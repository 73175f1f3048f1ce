//! Object schemas and their builder
//!
//! An object is declared by a closure that receives an [`ObjectBuilder`],
//! declares the external keys it reads, and returns the output [`Shape`].
//! The external layout and the output shape are independent, so fields can
//! be renamed, regrouped or flattened on the way through.
//!
//! # Example
//! ```rust
//! use shape_rs::{Shape, Value, int, object, string};
//!
//! let user = object(|s| {
//!     s.tag("type", "user");
//!     let name = s.field("full_name", string());
//!     let city = s.nested("address").field("city", string());
//!     let age = s.field_or("age", int(), 0);
//!     Shape::object([("name", name), ("city", city), ("age", age)])
//! });
//!
//! let input = Value::from_json(serde_json::json!({
//!     "type": "user",
//!     "full_name": "Ada",
//!     "address": {"city": "London"},
//! }));
//! let output = user.parse(&input).unwrap();
//! assert_eq!(output.get("age"), Some(&Value::from(0)));
//! assert_eq!(user.convert(&output).unwrap().get("type"), Some(&Value::from("user")));
//! ```

use std::sync::Arc;

use crate::config::{UnknownKeys, global_config};
use crate::effect::{Direction, Effect};
use crate::error::UsageError;
use crate::schema::containers::default;
use crate::schema::shape::next_owner;
use crate::schema::{Entry, FieldDef, FieldId, Group, Kind, Layout, Parts, RecordDef, Schema, Shape};
use crate::value::Value;

pub(crate) struct Draft {
    owner: u64,
    fields: Vec<FieldDef>,
    root: Group,
}

/// Declares the external keys of an object schema.
pub struct ObjectBuilder<'a> {
    draft: &'a mut Draft,
    prefix: Vec<String>,
}

impl ObjectBuilder<'_> {
    fn location(&self, name: &str) -> Vec<String> {
        let mut location = self.prefix.clone();
        location.push(name.to_string());
        location
    }

    fn group(&mut self) -> &mut Group {
        self.draft.root.descend(&self.prefix)
    }

    /// Read `name` with `schema`. Returns the parsed value's placeholder.
    ///
    /// # Panics
    ///
    /// When `name` is already declared at this level.
    pub fn field(&mut self, name: &str, schema: Schema) -> Shape {
        let index = self.draft.fields.len();
        self.group().declare(name.to_string(), Entry::Field(index));
        let location = self.location(name);
        self.draft.fields.push(FieldDef { schema, location });
        Shape::Field(FieldId {
            owner: self.draft.owner,
            index,
        })
    }

    /// Like [`ObjectBuilder::field`], producing `value` when the key is absent.
    pub fn field_or(&mut self, name: &str, schema: Schema, value: impl Into<Value>) -> Shape {
        self.field(name, default(schema, value))
    }

    /// Declare fields inside the nested object under `name`.
    pub fn nested(&mut self, name: &str) -> ObjectBuilder<'_> {
        self.group().group_mut(name);
        let prefix = self.location(name);
        ObjectBuilder {
            draft: &mut *self.draft,
            prefix,
        }
    }

    /// Require `name` to hold exactly `value`. The tag is written back when
    /// serializing and is not part of the output.
    pub fn tag(&mut self, name: &str, value: impl Into<Value>) {
        self.group().declare(name.to_string(), Entry::Tag(value.into()));
    }

    /// Declare every key of another object schema at this level and return
    /// its output shape.
    ///
    /// # Panics
    ///
    /// When `schema` is not an object, or declares a key that is already
    /// declared here.
    pub fn flatten(&mut self, schema: &Schema) -> Shape {
        let Some((root, def)) = object_layout(schema) else {
            UsageError::NotAnObject(schema.name().to_string()).raise();
        };
        let offset = self.draft.fields.len();
        let owner = self.draft.owner;
        for (key, entry) in root.remap(offset).entries {
            self.group().declare(key, entry);
        }
        for field in &def.fields {
            let mut location = self.prefix.clone();
            location.extend(field.location.iter().cloned());
            self.draft.fields.push(FieldDef {
                schema: field.schema.clone(),
                location,
            });
        }
        def.shape.remap(&|id| FieldId {
            owner,
            index: id.index + offset,
        })
    }
}

fn object_layout(schema: &Schema) -> Option<(&Group, &Arc<RecordDef>)> {
    if schema.is_reversed() {
        return None;
    }
    let def = schema.record()?;
    match &def.layout {
        Layout::Object { root, .. } => Some((root, def)),
        Layout::Tuple { .. } => None,
    }
}

pub(crate) fn record_schema(def: RecordDef) -> Schema {
    let def = Arc::new(def);
    let kind = match def.layout {
        Layout::Object { .. } => Kind::Object(Arc::clone(&def)),
        Layout::Tuple { .. } => Kind::Tuple(Arc::clone(&def)),
    };
    Parts::new(
        kind,
        vec![Effect::Record {
            def: Arc::clone(&def),
            direction: Direction::Parse,
        }],
        vec![Effect::Record {
            def,
            direction: Direction::Serialize,
        }],
    )
    .build()
}

/// An object schema declared by `builder`.
///
/// The unknown keys policy comes from the global configuration.
///
/// # Panics
///
/// When the returned shape references a field from another builder.
pub fn object<F>(builder: F) -> Schema
where
    F: FnOnce(&mut ObjectBuilder<'_>) -> Shape,
{
    let mut draft = Draft {
        owner: next_owner(),
        fields: Vec::new(),
        root: Group::default(),
    };
    let shape = builder(&mut ObjectBuilder {
        draft: &mut draft,
        prefix: Vec::new(),
    });
    shape.verify(draft.owner, draft.fields.len());
    record_schema(RecordDef {
        layout: Layout::Object {
            root: draft.root,
            unknown_keys: global_config().default_unknown_keys,
        },
        fields: draft.fields,
        shape,
    })
}

/// An object whose output keys equal its external keys.
pub fn object_of<K, I>(entries: I) -> Schema
where
    K: Into<String>,
    I: IntoIterator<Item = (K, Schema)>,
{
    object(|s| {
        Shape::Object(
            entries
                .into_iter()
                .map(|(key, schema)| {
                    let key = key.into();
                    let field = s.field(&key, schema);
                    (key, field)
                })
                .collect(),
        )
    })
}

/// An object with the keys of both `left` and `right`.
///
/// # Panics
///
/// When either is not an object with an object output, or both declare
/// the same key.
pub fn merge(left: &Schema, right: &Schema) -> Schema {
    object(|s| {
        let left_shape = s.flatten(left);
        let right_shape = s.flatten(right);
        match (left_shape, right_shape) {
            (Shape::Object(mut entries), Shape::Object(more)) => {
                entries.extend(more);
                Shape::Object(entries)
            }
            (Shape::Object(_), _) => UsageError::NotAnObject(right.name().to_string()).raise(),
            _ => UsageError::NotAnObject(left.name().to_string()).raise(),
        }
    })
}

/// The object definition a schema runs directly, looking through refinements
/// and transforms.
fn underlying_object(schema: &Schema) -> Option<&Arc<RecordDef>> {
    let def = match schema.kind() {
        Kind::Transformed(inner) if !schema.is_reversed() => underlying_object(inner)?,
        _ => object_layout(schema)?.1,
    };
    schema
        .pipeline(Direction::Parse)
        .has_record(def)
        .then_some(def)
}

fn swap_object(schema: &Schema, from: &Arc<RecordDef>, to: &Arc<RecordDef>) -> Schema {
    let mut parts = schema.parts();
    parts.kind = match schema.kind() {
        Kind::Transformed(inner) => Kind::Transformed(swap_object(inner, from, to)),
        _ => Kind::Object(Arc::clone(to)),
    };
    parts.parser = parts.parser.swap_record(from, to);
    parts.serializer = parts.serializer.swap_record(from, to);
    parts.build()
}

fn with_policy(schema: &Schema, policy: UnknownKeys) -> Schema {
    let Some(def) = underlying_object(schema) else {
        UsageError::NotAnObject(schema.name().to_string()).raise();
    };
    let updated = Arc::new(def.with_unknown_keys(policy));
    swap_object(schema, def, &updated)
}

/// The same object, failing on undeclared keys.
///
/// Refinements and transforms added on top of the object are kept.
///
/// # Panics
///
/// When `schema` does not run an object directly: a tuple, a reversed
/// object, or an object wrapped by `json_string`.
pub fn strict(schema: &Schema) -> Schema {
    with_policy(schema, UnknownKeys::Strict)
}

/// The same object, dropping undeclared keys.
///
/// # Panics
///
/// Like [`strict`].
pub fn strip(schema: &Schema) -> Schema {
    with_policy(schema, UnknownKeys::Strip)
}

#[cfg(test)]
mod tests {
    use super::*;
    use crate::error::ErrorCode;
    use crate::schema::{int, string};

    #[test]
    #[should_panic(expected = "declared more than once")]
    fn test_duplicate_key_panics() {
        object(|s| {
            let a = s.field("a", string());
            let _ = s.field("a", int());
            a
        });
    }

    #[test]
    #[should_panic(expected = "never declared")]
    fn test_foreign_field_panics() {
        let mut leaked = None;
        object(|s| {
            leaked = Some(s.field("a", string()));
            Shape::constant(1)
        });
        let foreign = leaked.unwrap();
        object(move |_| foreign);
    }

    #[test]
    #[should_panic(expected = "is not an object schema")]
    fn test_flatten_requires_object() {
        object(|s| s.flatten(&string()));
    }

    #[test]
    fn test_strict_keeps_fields() {
        let base = object_of([("a", string())]);
        let strict_schema = strict(&base);
        assert_eq!(strict_schema.name(), base.name());
        assert_eq!(
            strict_schema.record().unwrap().unknown_keys(),
            Some(UnknownKeys::Strict)
        );
        assert_eq!(
            base.record().unwrap().unknown_keys(),
            Some(UnknownKeys::Strip)
        );
    }

    #[test]
    fn test_strict_looks_through_refinements() {
        use crate::schema::Refinement;

        let refined = object_of([("foo", string())]).refine(Refinement::new().parser(
            |value, ctx| match value.get("foo").and_then(Value::as_str) {
                Some("") => Err(ctx.fail("Empty foo")),
                _ => Ok(()),
            },
        ));
        let schema = strict(&refined);
        assert!(matches!(schema.kind(), Kind::Transformed(_)));

        let input = Value::from_json(serde_json::json!({"foo": "x", "bar": 1}));
        let error = schema.parse(&input).unwrap_err();
        assert_eq!(error.code, ErrorCode::ExcessField("bar".to_string()));

        let empty = Value::from_json(serde_json::json!({"foo": ""}));
        assert_eq!(schema.parse(&empty).unwrap_err().reason(), "Empty foo");

        let loose = strip(&schema);
        let output = loose.parse(&input).unwrap();
        assert_eq!(output, Value::from_json(serde_json::json!({"foo": "x"})));
    }

    #[test]
    #[should_panic(expected = "is not an object schema")]
    fn test_strict_rejects_json_string_object() {
        strict(&object_of([("foo", string())]).json_string());
    }

    #[test]
    fn test_merge_combines_fields() {
        let merged = merge(&object_of([("a", string())]), &object_of([("b", int())]));
        assert_eq!(merged.name(), r#"Object({"a": String, "b": Int})"#);
    }

    #[test]
    fn test_flatten_under_nested_prefix() {
        let inner = object_of([("x", int())]);
        let outer = object(|s| {
            let point = s.nested("pos").flatten(&inner);
            Shape::object([("point", point)])
        });
        let def = outer.record().unwrap();
        let locations: Vec<_> = def.fields().map(|(location, _)| location.to_vec()).collect();
        assert_eq!(locations, vec![vec!["pos".to_string(), "x".to_string()]]);
    }
}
********************
Instructions to follow:
Please write out exactly the lines from the start of the data through the line that contains "so fields can", both ends included, and nothing else.

Answer for the task:
repository 73175f1f3048f1ce
//! Object schemas and their builder
//!
//! An object is declared by a closure that receives an [`ObjectBuilder`],
//! declares the external keys it reads, and returns the output [`Shape`].
//! The external layout and the output shape are independent, so fields can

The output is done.